史学に少しでも興味があれば、博物館の展示を見る機会もあるかと思います。そのときにぜひ、展示物の背景について考えを巡らせてみてほしいです。展示されている史料の背後には、それを見つけた人、調査して価値を見いだした人、脈々と保存し続けてきた人や家・寺社、長期保存のために修復した人など、数えきれない人々の存在があり、それらの成果や功績により展示に至っているのです。歴史的な価値を見いだし、伝え残していくことはそのぐらい大変なことであり、大切なことでもあるのです。歴史からは本当にたくさんのことが学べますから。
お寺の女人禁制の話や、史料の再生紙の話だってその1つです。たとえ1000年も前のことであっても、現代の社会課題に通じるような出来事がたくさんあります。

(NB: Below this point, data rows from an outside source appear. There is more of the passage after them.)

//! # bd3491fs
//!
//! A `no_std`, zero-allocation driver for the Rohm BD3491FS audio processor,
//! built on [`embedded-hal`](https://docs.rs/embedded-hal) 1.0 I2C.
//!
//! The BD3491FS is a six-input sound processor with input gain, two-channel
//! volume, bass/treble tone controls and surround. Every control lives in a
//! bit field of a single-byte register; this crate exposes each one as a
//! validated getter/setter pair.
//!
//! ## Architecture
//!
//! | Module | Purpose |
//! |--------|---------|
//! | [`registers`] | Register addresses and the static [`Field`] table |
//! | [`types`] | Typed control values ([`Input`], [`InputGain`], [`ToneGain`]) |
//! | [`config`] | Bus address and reset polling bounds |
//! | [`driver`] | The [`Bd3491fs`] driver |
//! | [`control`] | [`AudioControl`] trait |
//!
//! ## Quick start
//!
//! ```ignore
//! use bd3491fs::{Bd3491fs, Input, InputGain, ToneGain};
//!
//! let mut dsp = Bd3491fs::new(i2c, delay);
//! dsp.reset()?;
//! dsp.set_active_input(Input::A)?;
//! dsp.set_input_gain(InputGain::Db4)?;
//! dsp.set_channel_1_gain(30)?; // -30 dB
//! dsp.set_channel_2_gain(30)?;
//! dsp.set_treble_gain(ToneGain::Db6)?;
//! dsp.set_treble_gain_cut(true)?;
//! ```
//!
//! ## Features
//!
//! | Feature | Default | Enables |
//! |---------|---------|---------|
//! | `defmt` | no | `defmt::Format` on public types and driver logging |
//!
//! ## Concurrency
//!
//! Setters are read-modify-write sequences of two bus transactions. The
//! driver needs `&mut self` for every access; if several contexts share one
//! chip, put the driver behind a mutex.

#![no_std]
#![deny(unsafe_code)]
#![warn(missing_docs)]

pub mod config;
pub mod control;
pub mod driver;
pub mod error;
pub mod registers;
pub mod types;

pub use config::Config;
pub use control::AudioControl;
pub use driver::Bd3491fs;
pub use error::Error;
pub use registers::{Access, Field, Rule};
pub use types::{AddressPin, Input, InputGain, ToneGain};
// src/config.rs
//
// Startup configuration: an optional TOML file, overridden by command-line
// flags. Fixed for the lifetime of the run.

use clap::Parser;
use serde::Deserialize;
use std::path::{Path, PathBuf};

use crate::decoder::{
    FrameDecoder, FrameLayout, IdBase, MotorFamily, Pacer, DEFAULT_BASE_ID, DEFAULT_FAMILY_SIZE,
    DEFAULT_MOTOR_OFFSET, DEFAULT_PACE_MS,
};
use crate::error::MonitorError;
use crate::sink::MqttConfig;

// ============================================================================
// File Configuration
// ============================================================================

#[derive(Debug, Clone, Default, Deserialize)]
#[serde(deny_unknown_fields)]
pub struct MonitorConfig {
    #[serde(default)]
    pub source: SourceConfig,
    #[serde(default)]
    pub decoder: DecoderConfig,
    #[serde(default)]
    pub sink: SinkConfig,
    #[serde(default)]
    pub log: LogConfig,
}

#[derive(Debug, Clone, Copy, Default, PartialEq, Eq, Deserialize, clap::ValueEnum)]
#[serde(rename_all = "lowercase")]
pub enum SourceKind {
    /// stdout of a capture command
    #[default]
    Command,
    /// capture lines piped into this process
    Stdin,
    /// Linux SocketCAN interface
    Socketcan,
}

#[derive(Debug, Clone, Deserialize)]
#[serde(deny_unknown_fields)]
pub struct SourceConfig {
    #[serde(default)]
    pub kind: SourceKind,
    #[serde(default = "default_command")]
    pub command: String,
    #[serde(default = "default_interface")]
    pub interface: String,
    /// Substring a line must contain to reach the decoder ("" = all lines)
    #[serde(default = "default_filter")]
    pub filter: String,
}

fn default_command() -> String {
    "candump can0".to_string()
}
fn default_interface() -> String {
    "can0".to_string()
}
fn default_filter() -> String {
    "9A".to_string()
}

impl Default for SourceConfig {
    fn default() -> Self {
        Self {
            kind: SourceKind::default(),
            command: default_command(),
            interface: default_interface(),
            filter: default_filter(),
        }
    }
}

#[derive(Debug, Clone, Deserialize)]
#[serde(deny_unknown_fields)]
pub struct DecoderConfig {
    #[serde(default)]
    pub id_base: IdBase,
    #[serde(default = "default_id_token")]
    pub id_token: usize,
    #[serde(default = "default_data_offset")]
    pub data_offset: usize,
    #[serde(default = "default_data_width")]
    pub data_width: usize,
    #[serde(default = "default_base_id")]
    pub base_id: u32,
    #[serde(default = "default_family_size")]
    pub family_size: u32,
    #[serde(default = "default_motor_offset")]
    pub motor_offset: u32,
    /// Delay after each published reading (0 = no pacing)
    #[serde(default = "default_pace_ms")]
    pub pace_ms: u64,
}

fn default_id_token() -> usize {
    FrameLayout::LEGACY.id_token
}
fn default_data_offset() -> usize {
    FrameLayout::LEGACY.data_offset
}
fn default_data_width() -> usize {
    FrameLayout::LEGACY.data_width
}
fn default_base_id() -> u32 {
    DEFAULT_BASE_ID
}
fn default_family_size() -> u32 {
    DEFAULT_FAMILY_SIZE
}
fn default_motor_offset() -> u32 {
    DEFAULT_MOTOR_OFFSET
}
fn default_pace_ms() -> u64 {
    DEFAULT_PACE_MS
}

impl Default for DecoderConfig {
    fn default() -> Self {
        Self {
            id_base: IdBase::default(),
            id_token: default_id_token(),
            data_offset: default_data_offset(),
            data_width: default_data_width(),
            base_id: default_base_id(),
            family_size: default_family_size(),
            motor_offset: default_motor_offset(),
            pace_ms: default_pace_ms(),
        }
    }
}

impl DecoderConfig {
    pub fn layout(&self) -> FrameLayout {
        FrameLayout {
            id_token: self.id_token,
            data_offset: self.data_offset,
            data_width: self.data_width,
        }
    }

    pub fn build(&self) -> Result<FrameDecoder, MonitorError> {
        let family = MotorFamily::new(self.base_id, self.family_size, self.motor_offset)?;
        FrameDecoder::new(
            self.layout(),
            self.id_base,
            family,
            Pacer::from_millis(self.pace_ms),
        )
    }
}

#[derive(Debug, Clone, Copy, Default, PartialEq, Eq, Deserialize, clap::ValueEnum)]
#[serde(rename_all = "lowercase")]
pub enum SinkKind {
    /// JSON lines on stdout
    #[default]
    Stdout,
    /// JSON messages to an MQTT broker
    Mqtt,
}

#[derive(Debug, Clone, Deserialize)]
#[serde(deny_unknown_fields)]
pub struct SinkConfig {
    #[serde(default)]
    pub kind: SinkKind,
    #[serde(default = "default_host")]
    pub host: String,
    #[serde(default = "default_port")]
    pub port: u16,
    #[serde(default = "default_topic")]
    pub topic: String,
    /// Maximum outstanding messages before publishes are refused
    #[serde(default = "default_capacity")]
    pub capacity: usize,
    #[serde(default = "default_client_id")]
    pub client_id: String,
    #[serde(default)]
    pub username: Option<String>,
    #[serde(default)]
    pub password: Option<String>,
}

fn default_host() -> String {
    MqttConfig::default().host
}
fn default_port() -> u16 {
    MqttConfig::default().port
}
fn default_topic() -> String {
    MqttConfig::default().topic
}
fn default_capacity() -> usize {
    MqttConfig::default().capacity
}
fn default_client_id() -> String {
    MqttConfig::default().client_id
}

impl Default for SinkConfig {
    fn default() -> Self {
        Self {
            kind: SinkKind::default(),
            host: default_host(),
            port: default_port(),
            topic: default_topic(),
            capacity: default_capacity(),
            client_id: default_client_id(),
            username: None,
            password: None,
        }
    }
}

impl SinkConfig {
    pub fn mqtt(&self) -> MqttConfig {
        MqttConfig {
            host: self.host.clone(),
            port: self.port,
            username: self.username.clone(),
            password: self.password.clone(),
            topic: self.topic.clone(),
            capacity: self.capacity,
            client_id: self.client_id.clone(),
        }
    }
}

#[derive(Debug, Clone, Default, Deserialize)]
#[serde(deny_unknown_fields)]
pub struct LogConfig {
    /// Mirror log output to this file
    #[serde(default)]
    pub file: Option<PathBuf>,
    /// Log pipeline counters every N lines read (0 = off)
    #[serde(default)]
    pub stats_interval: u64,
}

impl MonitorConfig {
    pub fn load(path: &Path) -> Result<Self, MonitorError> {
        let text = std::fs::read_to_string(path)
            .map_err(|e| MonitorError::config(format!("Failed to read {}: {}", path.display(), e)))?;
        Self::from_toml_str(&text)
            .map_err(|e| MonitorError::config(format!("{}: {}", path.display(), e)))
    }

    pub fn from_toml_str(text: &str) -> Result<Self, MonitorError> {
        toml::from_str(text).map_err(|e| MonitorError::config(e.to_string()))
    }

    /// Reject values the pipeline cannot run with.
    pub fn validate(&self) -> Result<(), MonitorError> {
        self.decoder.build()?;

        if self.sink.kind == SinkKind::Mqtt {
            if self.sink.capacity == 0 {
                return Err(MonitorError::config("sink capacity must be at least 1"));
            }
            if self.sink.topic.is_empty() {
                return Err(MonitorError::config("sink topic must not be empty"));
            }
        }
        if self.source.kind == SourceKind::Command && self.source.command.trim().is_empty() {
            return Err(MonitorError::config("source command must not be empty"));
        }
        Ok(())
    }
}

// ============================================================================
// Command Line
// ============================================================================

/// Decode motor voltage telemetry from a CAN capture and republish it.
#[derive(Debug, Parser)]
#[command(version, about)]
pub struct Cli {
    /// TOML configuration file
    #[arg(short, long)]
    pub config: Option<PathBuf>,

    /// Capture source kind
    #[arg(long, value_enum)]
    pub source: Option<SourceKind>,

    /// Capture command (source = command)
    #[arg(long)]
    pub command: Option<String>,

    /// CAN interface (source = socketcan)
    #[arg(long)]
    pub interface: Option<String>,

    /// Substring a line must contain before it is decoded ("" = all lines)
    #[arg(long)]
    pub filter: Option<String>,

    /// Numeric base of the identifier token
    #[arg(long, value_enum)]
    pub id_base: Option<IdBase>,

    /// Token index of the first data byte
    #[arg(long)]
    pub data_offset: Option<usize>,

    /// Use the plain `candump <iface>` token layout
    #[arg(long, conflicts_with = "data_offset")]
    pub candump_layout: bool,

    /// Delay in milliseconds after each published reading
    #[arg(long)]
    pub pace_ms: Option<u64>,

    /// Output sink kind
    #[arg(long, value_enum)]
    pub sink: Option<SinkKind>,

    /// Broker host for the MQTT sink
    #[arg(long)]
    pub mqtt_host: Option<String>,

    /// Broker port for the MQTT sink
    #[arg(long)]
    pub mqtt_port: Option<u16>,

    /// MQTT topic
    #[arg(long)]
    pub topic: Option<String>,

    /// Mirror log output to this file
    #[arg(long)]
    pub log_file: Option<PathBuf>,
}

impl Cli {
    /// Load the config file (if any), apply flag overrides, and validate.
    pub fn resolve(&self) -> Result<MonitorConfig, MonitorError> {
        let mut config = match &self.config {
            Some(path) => MonitorConfig::load(path)?,
            None => MonitorConfig::default(),
        };
        self.apply(&mut config);
        config.validate()?;
        Ok(config)
    }

    fn apply(&self, config: &mut MonitorConfig) {
        if let Some(kind) = self.source {
            config.source.kind = kind;
        }
        if let Some(command) = &self.command {
            config.source.command = command.clone();
        }
        if let Some(interface) = &self.interface {
            config.source.interface = interface.clone();
        }
        if let Some(filter) = &self.filter {
            config.source.filter = filter.clone();
        }
        if let Some(id_base) = self.id_base {
            config.decoder.id_base = id_base;
        }
        if self.candump_layout {
            let layout = FrameLayout::CANDUMP;
            config.decoder.id_token = layout.id_token;
            config.decoder.data_offset = layout.data_offset;
            config.decoder.data_width = layout.data_width;
        }
        if let Some(offset) = self.data_offset {
            config.decoder.data_offset = offset;
        }
        if let Some(pace_ms) = self.pace_ms {
            config.decoder.pace_ms = pace_ms;
        }
        if let Some(kind) = self.sink {
            config.sink.kind = kind;
        }
        if let Some(host) = &self.mqtt_host {
            config.sink.host = host.clone();
        }
        if let Some(port) = self.mqtt_port {
            config.sink.port = port;
        }
        if let Some(topic) = &self.topic {
            config.sink.topic = topic.clone();
        }
        if let Some(path) = &self.log_file {
            config.log.file = Some(path.clone());
        }
    }
}

// ============================================================================
// Tests
// ============================================================================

つまりは歴史を知り、学ぶことは、現代の課題解決のヒントを垣間見ることにもつながっているのです。もちろん歴史以外の身近なところにも、課題解決につながる気付きがたくさん隠れていることでしょう。「これってSDGsかも?」を日頃から常に意識することで、意外なところから社会貢献の実現につながるかもしれません。史学科では、そんな発見がたくさんできるような多様な学びを、日々サポートしていきたいと考えています。

主なSDGsへの取り組み

  • 5. ジェンダー平等を実現しよう

    寺院における女人禁制の実態や仏教の女性差別の問題を再考することにより、現代でのジェンダー平等実現に向けたヒントを提示している。

  • 11. 住み続けられるまちづくりを

    お寺の史料を調査し、お寺の役割を再確認し高めることで、その地域の持続的な発展に貢献している。

  • 12. つくる責任、つかう責任

    中世のお寺でも裏紙や再生紙が使われていた事実を教えることで、紙の無駄使いをはじめとした消費行動への意識を高めている。